HLA haplotypes in 45 unrelated Sardinian multiple sclerosis patients and in six multiplex families were defined, using both serologic and restriction fragment length polymorphism (RFLP) analysis. In unrelated MS patients, we found an association with HLA-DR4 (p < 0.01, relative risk = 2.5) and DQw3 (p < 0.04, relative risk = 2.2). Using a ß-DR cDNA probe, we observed no variation of the DR4 RFLP profile in sporadic or related MS patients compared with DR4-specific pattern in controls. Using a ß-DQ cDNA probe, we identified two DQw3 patterns (DQw3.1 and DQw3.2) with similar frequency in patients and in controls. No specific RFLPs were observed in association with different disease courses. The frequency of haplotype sharing in affected members of multiplex families was not different from that expected by chance. This study shows that Sardinian MS patients carry predominantly the HLA-DR4 allele, in contrast to the DR2 prevalence reported in Caucasian populations.

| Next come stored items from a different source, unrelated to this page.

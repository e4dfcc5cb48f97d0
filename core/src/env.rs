use std::collections::HashMap;
use std::fmt::Debug;

/// Env gives configuration loaders access to environment variables.
pub trait Env: Debug + Send + Sync + 'static {
    /// Get an environment variable.
    ///
    /// - Returns `Some(v)` if the environment variable is found and is valid utf-8.
    /// - Returns `None` if the environment variable is not found or value is invalid.
    fn var(&self, key: &str) -> Option<String>;

    /// Returns an hashmap of (variable, value) pairs of strings, for all the
    /// environment variables of the current process.
    fn vars(&self) -> HashMap<String, String>;
}

/// Implements Env for the OS context.
#[derive(Debug, Copy, Clone)]
pub struct OsEnv;

impl Env for OsEnv {
    fn var(&self, key: &str) -> Option<String> {
        std::env::var_os(key)?.into_string().ok()
    }

    fn vars(&self) -> HashMap<String, String> {
        std::env::vars().collect()
    }
}

/// StaticEnv provides a static env environment.
///
/// This is useful for testing or for providing a fixed environment.
#[derive(Debug, Clone, Default)]
pub struct StaticEnv {
    /// The environment variables to use.
    pub envs: HashMap<String, String>,
}

impl StaticEnv {
    /// Build a StaticEnv from `(key, value)` pairs.
    pub fn from_pairs<K, V>(pairs: impl IntoIterator<Item = (K, V)>) -> Self
    where
        K: Into<String>,
        V: Into<String>,
    {
        Self {
            envs: pairs
                .into_iter()
                .map(|(k, v)| (k.into(), v.into()))
                .collect(),
        }
    }
}

impl Env for StaticEnv {
    fn var(&self, key: &str) -> Option<String> {
        self.envs.get(key).cloned()
    }

    fn vars(&self) -> HashMap<String, String> {
        self.envs.clone()
    }
}

/// NoopEnv is a no-op implementation that always returns None/empty.
///
/// This is used when no environment is configured.
#[derive(Debug, Clone, Copy, Default)]
pub(crate) struct NoopEnv;

impl Env for NoopEnv {
    fn var(&self, _key: &str) -> Option<String> {
        None
    }

    fn vars(&self) -> HashMap<String, String> {
        HashMap::new()
    }
}
//! Canonicalized headers and canonicalized resource strings.

use std::collections::BTreeMap;

use blobsign_core::{Result, SigningRequest};

use crate::constants::X_MS_PREFIX;

/// Build the canonicalized headers string.
///
/// Every `x-ms-*` header becomes a `name:value` line with a lower-cased name
/// and the first value of the header. Lines are sorted as whole lines and
/// joined by `\n`, without a trailing newline. No `x-ms-*` header gives the
/// empty string.
///
/// ## Reference
///
/// - [Constructing the canonicalized headers string](https://docs.microsoft.com/en-us/rest/api/storageservices/authorize-with-shared-key#constructing-the-canonicalized-headers-string)
pub fn canonicalize_headers(req: &SigningRequest) -> Result<String> {
    let mut lines: Vec<String> = req
        .header_to_vec_with_prefix(X_MS_PREFIX)?
        .into_iter()
        .map(|(k, v)| format!("{k}:{v}"))
        .collect();
    lines.sort();

    Ok(lines.join("\n"))
}

/// Build the canonicalized resource string.
///
/// The first line is `/{account}{path}` with the path as sent. Every query
/// parameter adds `name:v1,v2` with a lower-cased name and its values
/// sorted. All lines, the path line included, are then sorted again as whole
/// lines. The final sort must stay: services compare against a string built
/// exactly this way.
///
/// ## Reference
///
/// - [Constructing the canonicalized resource string](https://docs.microsoft.com/en-us/rest/api/storageservices/authorize-with-shared-key#constructing-the-canonicalized-resource-string)
pub fn canonicalize_resource(req: &SigningRequest, account_name: &str) -> String {
    let mut params: BTreeMap<String, Vec<&str>> = BTreeMap::new();
    for (k, v) in &req.query {
        params.entry(k.to_lowercase()).or_default().push(v);
    }

    let mut lines = Vec::with_capacity(params.len() + 1);
    lines.push(format!("/{}{}", account_name, req.path));
    for (k, mut values) in params {
        values.sort_unstable();
        lines.push(format!("{}:{}", k, values.join(",")));
    }
    lines.sort();

    lines.join("\n")
}
use crate::{Context, Result};
use std::fmt::Debug;

/// SigningCredential is the trait used by signer as the signing credential.
pub trait SigningCredential: Clone + Debug + Send + Sync + Unpin + 'static {
    /// Check if the signing credential is valid.
    fn is_valid(&self) -> bool;
}

impl<T: SigningCredential> SigningCredential for Option<T> {
    fn is_valid(&self) -> bool {
        let Some(ctx) = self else {
            return false;
        };

        ctx.is_valid()
    }
}

/// SignRequest is the trait used by signer to sign the request.
///
/// Implementations must be stateless with regard to the request: signing the
/// same request with the same credential twice yields the same result.
#[async_trait::async_trait]
pub trait SignRequest: Debug + Send + Sync + Unpin + 'static {
    /// Credential used by this builder.
    type Credential: SigningCredential;

    /// Sign the request in place.
    ///
    /// ## Credential
    ///
    /// The `credential` is the credential required by the signer to sign the request.
    /// Signers reject credentials they can't use instead of sending the request unsigned.
    async fn sign_request(
        &self,
        ctx: &Context,
        req: &mut http::request::Parts,
        credential: &Self::Credential,
    ) -> Result<()>;
}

The lack of association with HLA haplotypes in affected members of multiplex families may indicate that genetic factors outside the HLA system play a substantial role in families with MS.
Address correspondence and reprint requests to Dr. Marrosu, Istituto di Neuropsichiatria Infantile, Via Ospedale 119,09124 Cagliari, Italy.
Supported in part by a grant from Regione Autonoma della Sardegna (legge 43 del 1950).
Received February 8, 1988. Accepted for publication in final form April 27, 1988.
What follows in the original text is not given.